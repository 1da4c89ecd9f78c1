//! Coalescing of consecutive same-speaker timeline points.

use crate::models::TimelinePoint;

/// Separator placed between snippets of merged points.
pub const SNIPPET_DELIMITER: &str = " ... ";

/// Merge every run of consecutive points sharing a speaker into one segment.
///
/// A segment keeps the index of its first point, sums the word counts,
/// joins the non-empty snippets with [`SNIPPET_DELIMITER`] and carries a
/// vote if any merged point did. Total word count is conserved and the
/// output has one segment per maximal run.
pub fn coalesce(points: &[TimelinePoint]) -> Vec<TimelinePoint> {
    let mut segments = Vec::new();
    let mut iter = points.iter();

    let Some(first) = iter.next() else {
        return segments;
    };
    let mut current = first.clone();

    for point in iter {
        if point.speaker == current.speaker {
            current.wordcount = current.wordcount.saturating_add(point.wordcount);
            if !point.snippet.is_empty() {
                if !current.snippet.is_empty() {
                    current.snippet.push_str(SNIPPET_DELIMITER);
                }
                current.snippet.push_str(&point.snippet);
            }
            current.has_vote |= point.has_vote;
        } else {
            segments.push(std::mem::replace(&mut current, point.clone()));
        }
    }

    segments.push(current);
    segments
}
####
* _Description of the task_
For each line of the entries that includes "first", show that line.

* _Expected answer_
/// A segment keeps the index of its first point, sums the word counts,
    let Some(first) = iter.next() else {
    let mut current = first.clone();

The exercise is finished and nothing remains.